- **WHAT TO WORK ON**:
Go through the entries below and pick out every line with "Error".

(Recorded data)

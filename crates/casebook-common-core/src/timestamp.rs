//! Timestamp utilities.

use chrono::{DateTime, Utc};
use serde::{Deserialize, Serialize};
use std::fmt;

use crate::error::Error;

/// A UTC timestamp.
#[derive(Clone, Copy, PartialEq, Eq, PartialOrd, Ord, Hash, Serialize, Deserialize)]
#[serde(transparent)]
pub struct Timestamp(DateTime<Utc>);

impl Timestamp {
    /// From a DateTime.
    pub fn from_datetime(dt: DateTime<Utc>) -> Self {
        Self(dt)
    }

    /// Parse an RFC 3339 string; offsets are normalised to UTC.
    pub fn parse(s: &str) -> Result<Self, Error> {
        DateTime::parse_from_rfc3339(s.trim())
            .map(|dt| Self(dt.with_timezone(&Utc)))
            .map_err(|e| Error::InvalidTimestamp {
                value: s.to_string(),
                reason: e.to_string(),
            })
    }

    /// ISO 8601 string.
    pub fn to_iso8601(&self) -> String {
        self.0.to_rfc3339()
    }
}

impl fmt::Display for Timestamp {
    fn fmt(&self, f: &mut fmt::Formatter<'_>) -> fmt::Result {
        write!(f, "{}", self.to_iso8601())
    }
}

impl fmt::Debug for Timestamp {
    fn fmt(&self, f: &mut fmt::Formatter<'_>) -> fmt::Result {
        write!(f, "Timestamp({})", self)
    }
}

- **TASK OUTPUT**:
use crate::error::Error;
    pub fn parse(s: &str) -> Result<Self, Error> {
            .map_err(|e| Error::InvalidTimestamp {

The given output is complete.